Aber diese Erinnerung soll noch weiter gehen - es ist eine Erinnerung Gottes an uns: Der Mensch, der glaubt, ist zur Freiheit berufen, zur Freiheit, zu der Gott uns durch sein Wirken in der Welt be-freit hat. In der bewussten Reflektion über und der Freiheit von Zwängen und Alltagsritualen, die uns selbst in unserem Alltag „gefangen“ nehmen, können wir uns wieder selbst finden.

In diesem „sich selbst finden“ findet Erinnerung statt an das, was Gott für uns wichtig ist, auf was es in meinem Leben wirklich ankommt, was Gott für uns bereithält: Gesundheit, in Frieden miteinander leben, eine gute und erfüllende Partnerschaft, eine intensive Gottes-Beziehung usw..

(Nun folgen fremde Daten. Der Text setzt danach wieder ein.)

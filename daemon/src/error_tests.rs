#[cfg(test)]
mod tests {
    use crate::{DaemonError, Result};
    use sonde_core::CoreError;
    use std::io;

    #[test]
    fn test_daemon_error_display() {
        let err = DaemonError::ServerError("Failed to bind to 0.0.0.0:3000".to_string());
        assert_eq!(err.to_string(), "Server error: Failed to bind to 0.0.0.0:3000");

        let io_err = io::Error::new(io::ErrorKind::PermissionDenied, "access denied");
        let err = DaemonError::IoError(io_err);
        assert!(err.to_string().contains("access denied"));

        let err: DaemonError = CoreError::ConfigurationError("bad level".to_string()).into();
        assert_eq!(err.to_string(), "Configuration error: bad level");
    }

    #[test]
    fn test_daemon_error_from_io() {
        let io_err = io::Error::new(io::ErrorKind::AddrInUse, "address in use");
        let daemon_err: DaemonError = io_err.into();

        if let DaemonError::IoError(_) = daemon_err {
            // Expected variant
        } else {
            panic!("Expected DaemonError::IoError variant");
        }
        assert_eq!(daemon_err.code(), "DAEMON002");
    }

    #[test]
    fn test_core_error_keeps_its_code() {
        let daemon_err: DaemonError = CoreError::InitializationError("twice".to_string()).into();
        assert_eq!(daemon_err.code(), "CORE003");
    }

    #[test]
    fn test_result_type_alias() {
        fn returns_ok() -> Result<u32> {
            Ok(42)
        }

        fn returns_err() -> Result<u32> {
            Err(DaemonError::ServerError("test failure".to_string()))
        }

        assert_eq!(returns_ok().unwrap(), 42);
        assert!(returns_err().is_err());
    }
}
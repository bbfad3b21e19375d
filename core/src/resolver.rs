//! Target resolution: host string to ordered IPv4 candidates
//!
//! An IPv4 literal input is always the first candidate. Forward resolution
//! then appends every other IPv4 address, first-seen wins. For literal
//! inputs a reverse lookup is attempted purely for the log.

use async_trait::async_trait;
use hickory_resolver::TokioAsyncResolver;
use std::io;
use std::net::{IpAddr, Ipv4Addr};
use std::time::Duration;
use tokio::time::timeout;
use tracing::{debug, info, warn};

use crate::probe::ProbeError;

/// Name service used by the [`Resolver`]
#[async_trait]
pub trait Lookup: Send + Sync {
    /// Forward resolution of `host` to all of its addresses
    async fn forward(&self, host: &str) -> io::Result<Vec<IpAddr>>;

    /// Reverse (PTR) lookup of an IPv4 address
    async fn reverse(&self, ip: Ipv4Addr) -> Result<Vec<String>, String>;
}

/// Lookup through the operating system resolver
#[derive(Debug, Clone, Copy, Default)]
pub struct SystemLookup;

#[async_trait]
impl Lookup for SystemLookup {
    async fn forward(&self, host: &str) -> io::Result<Vec<IpAddr>> {
        let addrs = tokio::net::lookup_host((host, 0)).await?;
        Ok(addrs.map(|sa| sa.ip()).collect())
    }

    async fn reverse(&self, ip: Ipv4Addr) -> Result<Vec<String>, String> {
        let resolver = TokioAsyncResolver::tokio_from_system_conf().map_err(|e| e.to_string())?;
        let names = resolver
            .reverse_lookup(IpAddr::V4(ip))
            .await
            .map_err(|e| e.to_string())?;
        Ok(names.iter().map(|ptr| ptr.to_string()).collect())
    }
}

/// Expands a host into candidate IPv4 addresses
#[derive(Debug, Clone)]
pub struct Resolver<L = SystemLookup> {
    lookup: L,
    timeout: Duration,
}

impl Resolver<SystemLookup> {
    /// Resolver backed by the system name service
    pub fn system(timeout: Duration) -> Self {
        Self::new(SystemLookup, timeout)
    }
}

impl<L: Lookup> Resolver<L> {
    /// Resolver with a custom lookup; each DNS step is bounded by `timeout`
    pub fn new(lookup: L, timeout: Duration) -> Self {
        Self { lookup, timeout }
    }

    /// Resolve `host` to an ordered, de-duplicated list of IPv4 literals
    ///
    /// # Errors
    ///
    /// Returns [`ProbeError::Resolve`] when the host is empty, forward
    /// resolution fails or times out, or no IPv4 address remains.
    pub async fn resolve(&self, host: &str) -> Result<Vec<String>, ProbeError> {
        let host = host.trim();
        if host.is_empty() {
            return Err(ProbeError::Resolve("lookup: empty host".to_string()));
        }

        let literal = host.parse::<Ipv4Addr>().ok();
        if let Some(ip) = literal {
            self.log_reverse(ip).await;
        }

        let forward = match timeout(self.timeout, self.lookup.forward(host)).await {
            Ok(Ok(addrs)) => addrs,
            Ok(Err(e)) => {
                warn!("forward lookup of {} failed: {}", host, e);
                return Err(ProbeError::Resolve(format!("lookup {host}: {e}")));
            }
            Err(_elapsed) => {
                warn!("forward lookup of {} timed out", host);
                return Err(ProbeError::Resolve(format!(
                    "lookup {host}: timed out after {}",
                    humantime::format_duration(self.timeout)
                )));
            }
        };
        info!("ip address = {:?}", forward);

        let mut candidates: Vec<String> = Vec::new();
        if literal.is_some() {
            candidates.push(host.to_string());
        }
        for ip in forward {
            let IpAddr::V4(v4) = ip else { continue };
            let text = v4.to_string();
            if !candidates.contains(&text) {
                candidates.push(text);
            }
        }

        if candidates.is_empty() {
            return Err(ProbeError::Resolve(format!(
                "lookup {host}: no IPv4 address found"
            )));
        }
        debug!("candidates for {}: {}", host, candidates.join(","));
        Ok(candidates)
    }

    async fn log_reverse(&self, ip: Ipv4Addr) {
        match timeout(self.timeout, self.lookup.reverse(ip)).await {
            Ok(Ok(names)) => info!("DNS name = {:?}", names),
            Ok(Err(e)) => warn!("reverse lookup of {} failed: {}", ip, e),
            Err(_elapsed) => warn!("reverse lookup of {} timed out", ip),
        }
    }
}

/// Resolve with the system name service
pub async fn resolve(host: &str, timeout: Duration) -> Result<Vec<String>, ProbeError> {
    Resolver::system(timeout).resolve(host).await
}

Dieser Erinnerung müssen wir dabei nicht alleine nachspüren. Es gibt Menschen, die uns auf unserem Lebensweg begleiten, die uns sagen, was wichtig ist, die uns sagen, was Gott für uns getan hat und was sich daraus an Freiheiten, aber auch Richtwerten für unser Leben entwickeln kann und darf.

Wir Christen sind in der Fastenzeit also auch aufgefordert, nicht nur auf uns selbst zu schauen und uns selbst an das „Wesentliche“ zu erinnern, sondern auch andere zu erinnern. Wegschauen hilft niemandem! Jemanden hingegen in der Wertschätzung seiner Person auf das Wort Gottes und evtl. Abweichungen in seinem Alltag und / oder Lebensplan hinzuweisen, ist ein Gebot der geschwisterlichen Liebe, wie es uns die Lesung aus dem 2. Korintherbrief (5,20) vom heutigen Tag sagt: „Wir sind (…) Gesandte an Christi statt und Gott ist es, der durch uns mahnt.  

Die Fastenzeit ist also Beides: Die Erinnerung an unsere eigene Bestimmung und unseren Weg mit Gott und die Erinnerung an unsere Berufung, Anderen ein Wegweiser im Glauben zu sein.